### Problem
Below is a set of entries; copy all of them exactly.

### Material shown
// Copyright (C) 2026 Fred Clausen
// Use of this source code is governed by an MIT-style
// license that can be found in the LICENSE file or at
// https://opensource.org/licenses/MIT.

use crate::{
    AnalysisEstimateConfig, ContractId, Document, DocumentId, DocumentType,
    estimate_analysis_completion,
};
use time::OffsetDateTime;
use time::macros::datetime;

fn create_test_document(
    id: i64,
    document_type: DocumentType,
    created_at: OffsetDateTime,
    visible: bool,
) -> Document {
    Document {
        id: DocumentId::new(id),
        contract_id: ContractId::new(1),
        document_type,
        file_name: format!("doc-{id}.pdf"),
        checksum: format!("sha-{id}"),
        visible_to_customer: visible,
        created_at,
    }
}

#[test]
fn test_weekday_upload_adds_24_hours() {
    // Wednesday
    let uploaded: OffsetDateTime = datetime!(2026-10-14 10:00 UTC);
    let docs: Vec<Document> = vec![create_test_document(
        1,
        DocumentType::CustomerUpload,
        uploaded,
        true,
    )];

    let estimate = estimate_analysis_completion(&docs, &AnalysisEstimateConfig::default()).unwrap();

    assert_eq!(estimate, Some(datetime!(2026-10-15 10:00 UTC)));
}

#[test]
fn test_saturday_upload_adds_76_hours() {
    let uploaded: OffsetDateTime = datetime!(2026-10-10 12:00 UTC);
    let docs: Vec<Document> = vec![create_test_document(
        1,
        DocumentType::CustomerUpload,
        uploaded,
        true,
    )];

    let estimate = estimate_analysis_completion(&docs, &AnalysisEstimateConfig::default()).unwrap();

    assert_eq!(estimate, Some(datetime!(2026-10-13 16:00 UTC)));
}

#[test]
fn test_friday_night_utc_is_saturday_in_berlin() {
    // 23:30 UTC on Friday is 01:30 on Saturday in Europe/Berlin (CEST).
    let uploaded: OffsetDateTime = datetime!(2026-10-09 23:30 UTC);
    let docs: Vec<Document> = vec![create_test_document(
        1,
        DocumentType::CustomerUpload,
        uploaded,
        true,
    )];

    let estimate = estimate_analysis_completion(&docs, &AnalysisEstimateConfig::default()).unwrap();

    assert_eq!(estimate, Some(datetime!(2026-10-13 03:30 UTC)));
}

#[test]
fn test_sunday_night_utc_is_monday_in_berlin() {
    let uploaded: OffsetDateTime = datetime!(2026-10-11 22:30 UTC);
    let docs: Vec<Document> = vec![create_test_document(
        1,
        DocumentType::CustomerUpload,
        uploaded,
        true,
    )];

    let estimate = estimate_analysis_completion(&docs, &AnalysisEstimateConfig::default()).unwrap();

    assert_eq!(estimate, Some(datetime!(2026-10-12 22:30 UTC)));
}

#[test]
fn test_latest_visible_document_of_other_type_yields_none() {
    let docs: Vec<Document> = vec![
        create_test_document(
            1,
            DocumentType::CustomerUpload,
            datetime!(2026-10-12 09:00 UTC),
            true,
        ),
        create_test_document(2, DocumentType::Policy, datetime!(2026-10-13 09:00 UTC), true),
    ];

    let estimate = estimate_analysis_completion(&docs, &AnalysisEstimateConfig::default()).unwrap();

    assert_eq!(estimate, None);
}

#[test]
fn test_hidden_documents_are_ignored() {
    let docs: Vec<Document> = vec![
        create_test_document(
            1,
            DocumentType::CustomerUpload,
            datetime!(2026-10-12 09:00 UTC),
            true,
        ),
        create_test_document(2, DocumentType::Policy, datetime!(2026-10-13 09:00 UTC), false),
    ];

    let estimate = estimate_analysis_completion(&docs, &AnalysisEstimateConfig::default()).unwrap();

    assert_eq!(estimate, Some(datetime!(2026-10-13 09:00 UTC)));
}

#[test]
fn test_no_documents_yields_none() {
    let estimate = estimate_analysis_completion(&[], &AnalysisEstimateConfig::default()).unwrap();
    assert_eq!(estimate, None);
}

#[test]
fn test_configured_timezone_and_offsets() {
    // 23:30 UTC Friday is still Friday in New York.
    let config: AnalysisEstimateConfig =
        AnalysisEstimateConfig::from_parts("America/New_York", DocumentType::CustomerUpload, 48, 96)
            .unwrap();
    let docs: Vec<Document> = vec![create_test_document(
        1,
        DocumentType::CustomerUpload,
        datetime!(2026-10-09 23:30 UTC),
        true,
    )];

    let estimate = estimate_analysis_completion(&docs, &config).unwrap();

    assert_eq!(estimate, Some(datetime!(2026-10-11 23:30 UTC)));
}

#[test]
fn test_unknown_timezone_is_rejected() {
    let result = AnalysisEstimateConfig::from_parts(
        "Mars/Olympus_Mons",
        DocumentType::CustomerUpload,
        24,
        76,
    );
    assert!(result.is_err());
}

### Answer to the problem
// Copyright (C) 2026 Fred Clausen
// Use of this source code is governed by an MIT-style
// license that can be found in the LICENSE file or at
// https://opensource.org/licenses/MIT.

use crate::{
    AnalysisEstimateConfig, ContractId, Document, DocumentId, DocumentType,
    estimate_analysis_completion,
};
use time::OffsetDateTime;
use time::macros::datetime;

fn create_test_document(
    id: i64,
    document_type: DocumentType,
    created_at: OffsetDateTime,
    visible: bool,
) -> Document {
    Document {
        id: DocumentId::new(id),
        contract_id: ContractId::new(1),
        document_type,
        file_name: format!("doc-{id}.pdf"),
        checksum: format!("sha-{id}"),
        visible_to_customer: visible,
        created_at,
    }
}

#[test]
fn test_weekday_upload_adds_24_hours() {
    // Wednesday
    let uploaded: OffsetDateTime = datetime!(2026-10-14 10:00 UTC);
    let docs: Vec<Document> = vec![create_test_document(
        1,
        DocumentType::CustomerUpload,
        uploaded,
        true,
    )];

    let estimate = estimate_analysis_completion(&docs, &AnalysisEstimateConfig::default()).unwrap();

    assert_eq!(estimate, Some(datetime!(2026-10-15 10:00 UTC)));
}

#[test]
fn test_saturday_upload_adds_76_hours() {
    let uploaded: OffsetDateTime = datetime!(2026-10-10 12:00 UTC);
    let docs: Vec<Document> = vec![create_test_document(
        1,
        DocumentType::CustomerUpload,
        uploaded,
        true,
    )];

    let estimate = estimate_analysis_completion(&docs, &AnalysisEstimateConfig::default()).unwrap();

    assert_eq!(estimate, Some(datetime!(2026-10-13 16:00 UTC)));
}

#[test]
fn test_friday_night_utc_is_saturday_in_berlin() {
    // 23:30 UTC on Friday is 01:30 on Saturday in Europe/Berlin (CEST).
    let uploaded: OffsetDateTime = datetime!(2026-10-09 23:30 UTC);
    let docs: Vec<Document> = vec![create_test_document(
        1,
        DocumentType::CustomerUpload,
        uploaded,
        true,
    )];

    let estimate = estimate_analysis_completion(&docs, &AnalysisEstimateConfig::default()).unwrap();

    assert_eq!(estimate, Some(datetime!(2026-10-13 03:30 UTC)));
}

#[test]
fn test_sunday_night_utc_is_monday_in_berlin() {
    let uploaded: OffsetDateTime = datetime!(2026-10-11 22:30 UTC);
    let docs: Vec<Document> = vec![create_test_document(
        1,
        DocumentType::CustomerUpload,
        uploaded,
        true,
    )];

    let estimate = estimate_analysis_completion(&docs, &AnalysisEstimateConfig::default()).unwrap();

    assert_eq!(estimate, Some(datetime!(2026-10-12 22:30 UTC)));
}

#[test]
fn test_latest_visible_document_of_other_type_yields_none() {
    let docs: Vec<Document> = vec![
        create_test_document(
            1,
            DocumentType::CustomerUpload,
            datetime!(2026-10-12 09:00 UTC),
            true,
        ),
        create_test_document(2, DocumentType::Policy, datetime!(2026-10-13 09:00 UTC), true),
    ];

    let estimate = estimate_analysis_completion(&docs, &AnalysisEstimateConfig::default()).unwrap();

    assert_eq!(estimate, None);
}

#[test]
fn test_hidden_documents_are_ignored() {
    let docs: Vec<Document> = vec![
        create_test_document(
            1,
            DocumentType::CustomerUpload,
            datetime!(2026-10-12 09:00 UTC),
            true,
        ),
        create_test_document(2, DocumentType::Policy, datetime!(2026-10-13 09:00 UTC), false),
    ];

    let estimate = estimate_analysis_completion(&docs, &AnalysisEstimateConfig::default()).unwrap();

    assert_eq!(estimate, Some(datetime!(2026-10-13 09:00 UTC)));
}

#[test]
fn test_no_documents_yields_none() {
    let estimate = estimate_analysis_completion(&[], &AnalysisEstimateConfig::default()).unwrap();
    assert_eq!(estimate, None);
}

#[test]
fn test_configured_timezone_and_offsets() {
    // 23:30 UTC Friday is still Friday in New York.
    let config: AnalysisEstimateConfig =
        AnalysisEstimateConfig::from_parts("America/New_York", DocumentType::CustomerUpload, 48, 96)
            .unwrap();
    let docs: Vec<Document> = vec![create_test_document(
        1,
        DocumentType::CustomerUpload,
        datetime!(2026-10-09 23:30 UTC),
        true,
    )];

    let estimate = estimate_analysis_completion(&docs, &config).unwrap();

    assert_eq!(estimate, Some(datetime!(2026-10-11 23:30 UTC)));
}

#[test]
fn test_unknown_timezone_is_rejected() {
    let result = AnalysisEstimateConfig::from_parts(
        "Mars/Olympus_Mons",
        DocumentType::CustomerUpload,
        24,
        76,
    );
    assert!(result.is_err());
}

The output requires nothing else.